Problem to work on = Would you repeat all the lines below, exactly as they stand?

Entries shown =
........

use crate::error::{PetError, Result};
use serde::{Deserialize, Serialize};
use std::collections::HashMap;
use std::fmt;
use std::path::PathBuf;
use std::sync::Arc;
use std::time::Duration;

pub type ActionId = String;

/// Ссылка на кадр анимации: номер кадра и файл, из которого хост его рисует
#[derive(Debug, Clone, PartialEq, Eq, Hash)]
pub struct FrameHandle {
    pub index: u32,
    pub path: PathBuf,
}

impl FrameHandle {
    pub fn new(index: u32, path: impl Into<PathBuf>) -> Self {
        Self {
            index,
            path: path.into(),
        }
    }
}

impl fmt::Display for FrameHandle {
    fn fmt(&self, f: &mut fmt::Formatter<'_>) -> fmt::Result {
        write!(f, "#{} ({})", self.index, self.path.display())
    }
}

/// Направление движения питомца
#[derive(Debug, Clone, Copy, PartialEq, Eq, Hash, Serialize, Deserialize)]
#[serde(rename_all = "snake_case")]
pub enum Direction {
    Up,
    Down,
    Left,
    Right,
    LeftDown,
}

/// Действие: последовательность кадров, число повторов и необязательное движение.
/// После загрузки не изменяется.
#[derive(Debug, Clone, PartialEq)]
pub struct Action {
    pub id: ActionId,
    pub images: Vec<FrameHandle>,
    pub repeat_count: u32,
    pub needs_move: bool,
    pub direction: Option<Direction>,
    pub frame_step_pixels: i32,
    pub frame_interval: Duration,
}

impl Action {
    pub fn frame_count(&self) -> usize {
        self.images.len()
    }

    /// Направление, если действие действительно двигает питомца
    pub fn movement(&self) -> Option<Direction> {
        if self.needs_move {
            self.direction
        } else {
            None
        }
    }
}

impl fmt::Display for Action {
    fn fmt(&self, f: &mut fmt::Formatter<'_>) -> fmt::Result {
        write!(
            f,
            "{} ({} кадров x{}, {}мс)",
            self.id,
            self.images.len(),
            self.repeat_count,
            self.frame_interval.as_millis()
        )
    }
}

/// Действия, привязанные к направлениям
#[derive(Debug, Clone, PartialEq, Eq)]
pub struct DirectionalBindings {
    pub default: ActionId,
    pub up: ActionId,
    pub down: ActionId,
    pub left: ActionId,
    pub right: ActionId,
}

impl DirectionalBindings {
    pub fn iter(&self) -> impl Iterator<Item = (&'static str, &ActionId)> {
        [
            ("default", &self.default),
            ("up", &self.up),
            ("down", &self.down),
            ("left", &self.left),
            ("right", &self.right),
        ]
        .into_iter()
    }
}

/// Каталог действий одного персонажа
#[derive(Debug, Clone)]
pub struct ActionCatalog {
    pub character: String,
    actions: HashMap<ActionId, Arc<Action>>,
    pub directional: DirectionalBindings,
    random_sequences: Vec<Vec<Arc<Action>>>,
    /// Размер окна питомца, он же отступ от края экрана
    pub size: u32,
    /// Период случайных действий
    pub refresh: Duration,
    pub app_image_path: Option<String>,
    pub greet_on_hover: bool,
}

impl ActionCatalog {
    /// Собирает каталог, проверяя что все ссылки на действия разрешаются
    pub fn new(
        character: impl Into<String>,
        actions: HashMap<ActionId, Arc<Action>>,
        directional: DirectionalBindings,
        random_ids: Vec<Vec<ActionId>>,
    ) -> Result<Self> {
        for (name, id) in directional.iter() {
            if !actions.contains_key(id) {
                return PetError::catalog(format!(
                    "Привязка '{}' ссылается на несуществующее действие '{}'",
                    name, id
                ));
            }
        }

        let mut random_sequences = Vec::with_capacity(random_ids.len());
        for (i, ids) in random_ids.iter().enumerate() {
            if ids.is_empty() {
                return PetError::catalog(format!("Пустая случайная последовательность #{}", i + 1));
            }

            let sequence = ids
                .iter()
                .map(|id| {
                    actions.get(id).cloned().ok_or_else(|| {
                        crate::pet_error!(
                            catalog,
                            "Случайная последовательность #{} ссылается на несуществующее действие '{}'",
                            i + 1,
                            id
                        )
                    })
                })
                .collect::<Result<Vec<_>>>()?;
            random_sequences.push(sequence);
        }

        Ok(Self {
            character: character.into(),
            actions,
            directional,
            random_sequences,
            size: 128,
            refresh: Duration::from_millis(4000),
            app_image_path: None,
            greet_on_hover: false,
        })
    }

    pub fn with_size(mut self, size: u32) -> Self {
        self.size = size;
        self
    }

    pub fn with_refresh(mut self, refresh: Duration) -> Self {
        self.refresh = refresh;
        self
    }

    pub fn with_app_image_path(mut self, path: Option<String>) -> Self {
        self.app_image_path = path.filter(|p| !p.trim().is_empty());
        self
    }

    pub fn with_greet_on_hover(mut self, greet: bool) -> Self {
        self.greet_on_hover = greet;
        self
    }

    pub fn get(&self, id: &str) -> Result<&Arc<Action>> {
        self.actions
            .get(id)
            .ok_or_else(|| PetError::UnknownAction(id.to_string()))
    }

    pub fn len(&self) -> usize {
        self.actions.len()
    }

    pub fn random_sequences(&self) -> &[Vec<Arc<Action>>] {
        &self.random_sequences
    }
}

#[cfg(test)]
pub(crate) mod tests {
    use super::*;

    pub(crate) fn action(id: &str, frames: u32, repeat_count: u32) -> Arc<Action> {
        Arc::new(Action {
            id: id.to_string(),
            images: (0..frames)
                .map(|i| FrameHandle::new(i, format!("action/{}.png", i)))
                .collect(),
            repeat_count,
            needs_move: false,
            direction: None,
            frame_step_pixels: 10,
            frame_interval: Duration::from_millis(40),
        })
    }

    pub(crate) fn bindings(id: &str) -> DirectionalBindings {
        DirectionalBindings {
            default: id.to_string(),
            up: id.to_string(),
            down: id.to_string(),
            left: id.to_string(),
            right: id.to_string(),
        }
    }

    pub(crate) fn catalog(actions: &[Arc<Action>], random: Vec<Vec<&str>>) -> ActionCatalog {
        let map = actions
            .iter()
            .map(|a| (a.id.clone(), a.clone()))
            .collect::<HashMap<_, _>>();
        let random = random
            .into_iter()
            .map(|seq| seq.into_iter().map(str::to_string).collect())
            .collect();
        ActionCatalog::new("test", map, bindings(&actions[0].id), random)
            .expect("тестовый каталог должен быть корректным")
    }

    #[test]
    fn test_catalog_resolves_random_sequences() {
        let catalog = catalog(
            &[action("stand", 2, 1), action("walk", 4, 3)],
            vec![vec!["stand", "walk"], vec!["walk"]],
        );

        assert_eq!(catalog.len(), 2);
        assert_eq!(catalog.random_sequences().len(), 2);
        assert_eq!(catalog.random_sequences()[0][1].id, "walk");
        assert!(catalog.get("stand").is_ok());
        assert!(matches!(catalog.get("fly"), Err(PetError::UnknownAction(_))));
    }

    #[test]
    fn test_catalog_rejects_unknown_directional_binding() {
        let map = HashMap::from([("stand".to_string(), action("stand", 1, 1))]);
        let mut directional = bindings("stand");
        directional.left = "walk_left".to_string();

        let err = ActionCatalog::new("test", map, directional, vec![]).unwrap_err();
        assert!(matches!(err, PetError::Catalog(msg) if msg.contains("walk_left")));
    }

    #[test]
    fn test_catalog_rejects_unknown_random_reference() {
        let map = HashMap::from([("stand".to_string(), action("stand", 1, 1))]);
        let err = ActionCatalog::new(
            "test",
            map,
            bindings("stand"),
            vec![vec!["stand".to_string(), "sleep".to_string()]],
        )
        .unwrap_err();
        assert!(matches!(err, PetError::Catalog(msg) if msg.contains("sleep")));
    }

    #[test]
    fn test_movement_requires_needs_move() {
        let mut a = (*action("walk", 1, 1)).clone();
        a.direction = Some(Direction::Right);
        assert_eq!(a.movement(), None);
        a.needs_move = true;
        assert_eq!(a.movement(), Some(Direction::Right));
    }
}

........

Result of the exercise =
use crate::error::{PetError, Result};
use serde::{Deserialize, Serialize};
use std::collections::HashMap;
use std::fmt;
use std::path::PathBuf;
use std::sync::Arc;
use std::time::Duration;

pub type ActionId = String;

/// Ссылка на кадр анимации: номер кадра и файл, из которого хост его рисует
#[derive(Debug, Clone, PartialEq, Eq, Hash)]
pub struct FrameHandle {
    pub index: u32,
    pub path: PathBuf,
}

impl FrameHandle {
    pub fn new(index: u32, path: impl Into<PathBuf>) -> Self {
        Self {
            index,
            path: path.into(),
        }
    }
}

impl fmt::Display for FrameHandle {
    fn fmt(&self, f: &mut fmt::Formatter<'_>) -> fmt::Result {
        write!(f, "#{} ({})", self.index, self.path.display())
    }
}

/// Направление движения питомца
#[derive(Debug, Clone, Copy, PartialEq, Eq, Hash, Serialize, Deserialize)]
#[serde(rename_all = "snake_case")]
pub enum Direction {
    Up,
    Down,
    Left,
    Right,
    LeftDown,
}

/// Действие: последовательность кадров, число повторов и необязательное движение.
/// После загрузки не изменяется.
#[derive(Debug, Clone, PartialEq)]
pub struct Action {
    pub id: ActionId,
    pub images: Vec<FrameHandle>,
    pub repeat_count: u32,
    pub needs_move: bool,
    pub direction: Option<Direction>,
    pub frame_step_pixels: i32,
    pub frame_interval: Duration,
}

impl Action {
    pub fn frame_count(&self) -> usize {
        self.images.len()
    }

    /// Направление, если действие действительно двигает питомца
    pub fn movement(&self) -> Option<Direction> {
        if self.needs_move {
            self.direction
        } else {
            None
        }
    }
}

impl fmt::Display for Action {
    fn fmt(&self, f: &mut fmt::Formatter<'_>) -> fmt::Result {
        write!(
            f,
            "{} ({} кадров x{}, {}мс)",
            self.id,
            self.images.len(),
            self.repeat_count,
            self.frame_interval.as_millis()
        )
    }
}

/// Действия, привязанные к направлениям
#[derive(Debug, Clone, PartialEq, Eq)]
pub struct DirectionalBindings {
    pub default: ActionId,
    pub up: ActionId,
    pub down: ActionId,
    pub left: ActionId,
    pub right: ActionId,
}

impl DirectionalBindings {
    pub fn iter(&self) -> impl Iterator<Item = (&'static str, &ActionId)> {
        [
            ("default", &self.default),
            ("up", &self.up),
            ("down", &self.down),
            ("left", &self.left),
            ("right", &self.right),
        ]
        .into_iter()
    }
}

/// Каталог действий одного персонажа
#[derive(Debug, Clone)]
pub struct ActionCatalog {
    pub character: String,
    actions: HashMap<ActionId, Arc<Action>>,
    pub directional: DirectionalBindings,
    random_sequences: Vec<Vec<Arc<Action>>>,
    /// Размер окна питомца, он же отступ от края экрана
    pub size: u32,
    /// Период случайных действий
    pub refresh: Duration,
    pub app_image_path: Option<String>,
    pub greet_on_hover: bool,
}

impl ActionCatalog {
    /// Собирает каталог, проверяя что все ссылки на действия разрешаются
    pub fn new(
        character: impl Into<String>,
        actions: HashMap<ActionId, Arc<Action>>,
        directional: DirectionalBindings,
        random_ids: Vec<Vec<ActionId>>,
    ) -> Result<Self> {
        for (name, id) in directional.iter() {
            if !actions.contains_key(id) {
                return PetError::catalog(format!(
                    "Привязка '{}' ссылается на несуществующее действие '{}'",
                    name, id
                ));
            }
        }

        let mut random_sequences = Vec::with_capacity(random_ids.len());
        for (i, ids) in random_ids.iter().enumerate() {
            if ids.is_empty() {
                return PetError::catalog(format!("Пустая случайная последовательность #{}", i + 1));
            }

            let sequence = ids
                .iter()
                .map(|id| {
                    actions.get(id).cloned().ok_or_else(|| {
                        crate::pet_error!(
                            catalog,
                            "Случайная последовательность #{} ссылается на несуществующее действие '{}'",
                            i + 1,
                            id
                        )
                    })
                })
                .collect::<Result<Vec<_>>>()?;
            random_sequences.push(sequence);
        }

        Ok(Self {
            character: character.into(),
            actions,
            directional,
            random_sequences,
            size: 128,
            refresh: Duration::from_millis(4000),
            app_image_path: None,
            greet_on_hover: false,
        })
    }

    pub fn with_size(mut self, size: u32) -> Self {
        self.size = size;
        self
    }

    pub fn with_refresh(mut self, refresh: Duration) -> Self {
        self.refresh = refresh;
        self
    }

    pub fn with_app_image_path(mut self, path: Option<String>) -> Self {
        self.app_image_path = path.filter(|p| !p.trim().is_empty());
        self
    }

    pub fn with_greet_on_hover(mut self, greet: bool) -> Self {
        self.greet_on_hover = greet;
        self
    }

    pub fn get(&self, id: &str) -> Result<&Arc<Action>> {
        self.actions
            .get(id)
            .ok_or_else(|| PetError::UnknownAction(id.to_string()))
    }

    pub fn len(&self) -> usize {
        self.actions.len()
    }

    pub fn random_sequences(&self) -> &[Vec<Arc<Action>>] {
        &self.random_sequences
    }
}

#[cfg(test)]
pub(crate) mod tests {
    use super::*;

    pub(crate) fn action(id: &str, frames: u32, repeat_count: u32) -> Arc<Action> {
        Arc::new(Action {
            id: id.to_string(),
            images: (0..frames)
                .map(|i| FrameHandle::new(i, format!("action/{}.png", i)))
                .collect(),
            repeat_count,
            needs_move: false,
            direction: None,
            frame_step_pixels: 10,
            frame_interval: Duration::from_millis(40),
        })
    }

    pub(crate) fn bindings(id: &str) -> DirectionalBindings {
        DirectionalBindings {
            default: id.to_string(),
            up: id.to_string(),
            down: id.to_string(),
            left: id.to_string(),
            right: id.to_string(),
        }
    }

    pub(crate) fn catalog(actions: &[Arc<Action>], random: Vec<Vec<&str>>) -> ActionCatalog {
        let map = actions
            .iter()
            .map(|a| (a.id.clone(), a.clone()))
            .collect::<HashMap<_, _>>();
        let random = random
            .into_iter()
            .map(|seq| seq.into_iter().map(str::to_string).collect())
            .collect();
        ActionCatalog::new("test", map, bindings(&actions[0].id), random)
            .expect("тестовый каталог должен быть корректным")
    }

    #[test]
    fn test_catalog_resolves_random_sequences() {
        let catalog = catalog(
            &[action("stand", 2, 1), action("walk", 4, 3)],
            vec![vec!["stand", "walk"], vec!["walk"]],
        );

        assert_eq!(catalog.len(), 2);
        assert_eq!(catalog.random_sequences().len(), 2);
        assert_eq!(catalog.random_sequences()[0][1].id, "walk");
        assert!(catalog.get("stand").is_ok());
        assert!(matches!(catalog.get("fly"), Err(PetError::UnknownAction(_))));
    }

    #[test]
    fn test_catalog_rejects_unknown_directional_binding() {
        let map = HashMap::from([("stand".to_string(), action("stand", 1, 1))]);
        let mut directional = bindings("stand");
        directional.left = "walk_left".to_string();

        let err = ActionCatalog::new("test", map, directional, vec![]).unwrap_err();
        assert!(matches!(err, PetError::Catalog(msg) if msg.contains("walk_left")));
    }

    #[test]
    fn test_catalog_rejects_unknown_random_reference() {
        let map = HashMap::from([("stand".to_string(), action("stand", 1, 1))]);
        let err = ActionCatalog::new(
            "test",
            map,
            bindings("stand"),
            vec![vec!["stand".to_string(), "sleep".to_string()]],
        )
        .unwrap_err();
        assert!(matches!(err, PetError::Catalog(msg) if msg.contains("sleep")));
    }

    #[test]
    fn test_movement_requires_needs_move() {
        let mut a = (*action("walk", 1, 1)).clone();
        a.direction = Some(Direction::Right);
        assert_eq!(a.movement(), None);
        a.needs_move = true;
        assert_eq!(a.movement(), Some(Direction::Right));
    }
}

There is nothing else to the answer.